Bem, é assim para mim. Sou geração Harry Potter; cresci num mundo de magia. Os livros fazem parte da minha história, da minha personalidade. Mas estou aqui para falar de experiências marcantes, então será preciso avançar alguns anos. Este post foi inspirado num dos encontros que, além de ter marcado meu ano, me fez refletir sobre o caminho até aqui. A responsável tem nome e sobrenome: Meg Cabot. Ou, num mundo paralelo, Rainha da Minha Adolescência.

Eu me lembro de passar horas dentro de uma livraria e sair com “A garota americana”, “Sorte ou azar” e muitos, muitos outros títulos da Meg. Devorei todos os livros dela publicados até então em questão de meses. Descobri o que era acompanhar (e sofrer por) um série com “A mediadora”. Na época dos 13 anos, essa autora de mil pseudônimos chegou para apresentar protagonistas fortes que me influenciaram em durante meu grande processo de autodescoberta. Foi através de um grupo de garotas donas da própria história que eu também quis ser uma. Foi graças à identificação com personagens independentes que eu me vi assim pela primeira vez. Com a história da Suze, cheia de discussões sobre família, amor e protagonismo feminino, fui mais marcada do que por muita experiência “real”.A Meg voltou ao Brasil em outubro deste ano, seis anos depois da minha tentativa frustrada de conhecê-la na Bienal do Rio de 2009. É claro que isso significou um encontro numa fase completamente diferente. Com a rotina que tenho hoje (faculdade, estágio, responsabilidades em casa), nem tinha sabia se conseguiria uma senha para a sessão de autógrafos. Mas, olha, foi uma loucura! Colecionei mil histórias para contar. Madruguei, fiz viagens entre o shopping e minha casa pelo menos três vezes, mas consegui. Consegui!
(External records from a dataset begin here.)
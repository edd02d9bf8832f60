use thiserror::Error;

pub type Result<T> = core::result::Result<T, Error>;

#[derive(Debug, Error)]
pub enum Error {
    #[error("Failed to get auth token: {code}")]
    AuthenticationFailed { code: u16 },
    #[error("The auth endpoint could not be reached: {0}")]
    AuthEndpointUnreachable(String),
    #[error("The auth endpoint answered without a usable token: {0}")]
    InvalidTokenResponse(String),
    #[error("The client received an unexpected response that could not be parsed: {source}")]
    MalformedJsonResponse {
        #[from]
        source: serde_json::Error,
    },
    #[error("Could not send the request: {source}")]
    SendRequestError {
        #[from]
        source: reqwest::Error,
    },
    #[error("Cannot retrieve the response body string")]
    UnretrievableBodyResponse,
    #[error("Catalog API responded with error {code}: {message}")]
    ApiErrorResponse { code: u16, message: String },
    #[error("Invalid URL: {0}")]
    InvalidUrl(String),
    #[error("Could not read the genres from the cache: {0}")]
    GenreCacheReadError(String),
    #[error("Could not write the genres in the cache: {0}")]
    GenreCacheWriteError(String),
    #[error("Generic error: {0}")]
    Generic(String),
}

impl Error {
    pub fn generic(e: impl core::fmt::Display) -> Self {
        Self::Generic(e.to_string())
    }

    /// Returns `true` if the error comes from the auth endpoint rather than
    /// from the catalog itself.
    pub fn is_auth_failure(&self) -> bool {
        matches!(
            self,
            Error::AuthenticationFailed { .. }
                | Error::AuthEndpointUnreachable(_)
                | Error::InvalidTokenResponse(_)
        )
    }

    /// Returns `true` if the catalog reported the resource as missing.
    pub fn is_not_found(&self) -> bool {
        matches!(self, Error::ApiErrorResponse { code: 404, .. })
    }
}
mod client;

pub use crate::async_client::{
    header, AuthSession, AuthToken, Error, FetchOptions, GenreCache, HttpRequest, HttpResponse,
    HttpTransport, Method, ReqwestTransport, StatusCode,
};
pub use client::CatalogClient;

use std::sync::OnceLock;
fn blocker() -> &'static Blocker {
    static BLOCKER: OnceLock<Blocker> = OnceLock::new();
    BLOCKER.get_or_init(|| {
        match tokio::runtime::Handle::try_current() {
            // There is a tokio runtime
            // No matter what, we can only work if we have been put inside
            // a task::spawn_blocking
            Ok(h) => {
                log::debug!("Instantiating Blocker using the current tokio::runtime::Handle");
                Blocker::ContextRuntimeHandle(h)
            }
            Err(_) => {
                log::debug!("Instantiating Blocker creating a new tokio::current_thread_runtime");
                Blocker::OwnedRuntime(
                    tokio::runtime::Builder::new_current_thread()
                        .enable_all()
                        .build()
                        .expect("cannot build the tokio runtime of the blocking client"),
                )
            }
        }
    })
}

#[derive(Debug)]
enum Blocker {
    OwnedRuntime(tokio::runtime::Runtime),
    ContextRuntimeHandle(tokio::runtime::Handle),
}

impl Blocker {
    fn block_on<F>(&self, future: F) -> F::Output
    where
        F: std::future::Future,
    {
        match self {
            Blocker::ContextRuntimeHandle(h) => h.block_on(future),
            Blocker::OwnedRuntime(rt) => rt.block_on(future),
        }
    }
}
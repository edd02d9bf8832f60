mod types;
pub use types::*;

pub mod pagination;
pub mod query_state;

#[cfg(feature = "async_client")]
pub mod errors;

#[cfg(feature = "async_client")]
pub mod async_client;

#[cfg(all(feature = "async_client", not(feature = "blocking_client")))]
pub use async_client::*;

#[cfg(feature = "blocking_client")]
pub mod blocking_client;
#[cfg(feature = "blocking_client")]
pub use blocking_client::*;
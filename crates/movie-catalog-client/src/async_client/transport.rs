use async_trait::async_trait;
use reqwest::{
    header::{HeaderMap, HeaderName, HeaderValue},
    Client, Method, StatusCode,
};
use serde::de::DeserializeOwned;

use crate::errors::{Error, Result};

/// A fully resolved outbound request
#[derive(Debug, Clone)]
pub struct HttpRequest {
    pub method: Method,
    pub url: String,
    pub headers: HeaderMap,
    pub body: Option<String>,
}
impl HttpRequest {
    pub fn get(url: impl Into<String>) -> Self {
        Self {
            method: Method::GET,
            url: url.into(),
            headers: HeaderMap::new(),
            body: None,
        }
    }
}

/// A response whose body has been fully read
#[derive(Debug, Clone)]
pub struct HttpResponse {
    pub status: StatusCode,
    pub body: String,
}
impl HttpResponse {
    pub fn is_success(&self) -> bool {
        self.status.is_success()
    }

    pub fn json<T: DeserializeOwned>(&self) -> Result<T> {
        Ok(serde_json::from_str(&self.body)?)
    }

    /// Turn a 4XX or 5XX response into an [Error::ApiErrorResponse]
    ///
    /// The message is taken from a `message` or `error` field of a JSON body
    /// when there is one, else it is the raw body.
    pub fn error_for_status(self) -> Result<Self> {
        if !(self.status.is_client_error() || self.status.is_server_error()) {
            return Ok(self);
        }
        log::debug!(
            "{} {}: {}",
            self.status.as_u16(),
            self.status.canonical_reason().unwrap_or("UNKNOWN"),
            self.body
        );
        let message = serde_json::from_str::<serde_json::Value>(&self.body)
            .ok()
            .and_then(|v| {
                ["message", "error"]
                    .iter()
                    .find_map(|k| v.get(k).and_then(|m| m.as_str()).map(str::to_owned))
            })
            .unwrap_or(self.body);
        Err(Error::ApiErrorResponse {
            code: self.status.as_u16(),
            message,
        })
    }
}

/// Request options supplied by the caller of an authenticated fetch
///
/// Headers given here take precedence over the ones the client adds.
#[derive(Debug, Clone, Default)]
pub struct FetchOptions {
    pub method: Method,
    pub headers: HeaderMap,
    pub body: Option<String>,
}
impl FetchOptions {
    pub fn new(method: Method) -> Self {
        Self {
            method,
            ..Default::default()
        }
    }

    pub fn header(mut self, name: HeaderName, value: HeaderValue) -> Self {
        self.headers.insert(name, value);
        self
    }

    pub fn body(mut self, body: impl Into<String>) -> Self {
        self.body = Some(body.into());
        self
    }
}

/// Sends [HttpRequest]s over the wire
#[async_trait]
pub trait HttpTransport: core::fmt::Debug + Send + Sync {
    async fn send(&self, request: HttpRequest) -> Result<HttpResponse>;
}

/// The [HttpTransport] used outside of tests
#[derive(Debug, Clone, Default)]
pub struct ReqwestTransport {
    client: Client,
}
impl ReqwestTransport {
    pub fn new(client: Client) -> Self {
        Self { client }
    }
}

#[async_trait]
impl HttpTransport for ReqwestTransport {
    async fn send(&self, request: HttpRequest) -> Result<HttpResponse> {
        let HttpRequest {
            method,
            url,
            headers,
            body,
        } = request;
        log::debug!("Initiating {method} {url}");
        let req = self.client.request(method, url).headers(headers);
        let req = match body {
            Some(body) => {
                log::debug!("body_str={body}");
                req.body(body)
            }
            None => req,
        };
        let res = req.send().await?;
        log::debug!("res={res:?}");
        let status = res.status();
        let body_bytes = res
            .bytes()
            .await
            .map_err(|e| {
                log::error!("Could not retrieve body bytes: {e}");
                Error::UnretrievableBodyResponse
            })?
            .into();
        let body = String::from_utf8(body_bytes).map_err(|e| {
            log::error!("Body is not valid UTF8: {e}");
            Error::UnretrievableBodyResponse
        })?;
        log::debug!("body_str={body}");
        Ok(HttpResponse { status, body })
    }
}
Agora que o fim do 2015 bate à porta e o balanço de melhores momentos começa, a vontade de escrever sobre o assunto falou mais alto. Saí de casa brincando que ia soltar um “Meg, autografa minha adolescência!”, mas acabei mesmo foi abrindo o coração. Aquela foi a noite em que uma das minhas maiores influenciadoras pausou tudo o que estava fazendo para me ouvir dizer como mudou minha vida. Depois? Ah, depois ela ainda finalizou o momento pedindo um abraço. E embora hoje minha relação com a literatura tenha mudado, tantos anos tenham se passado e meus autores favoritos já não sejam os mesmos, a sensação foi de missão cumprida.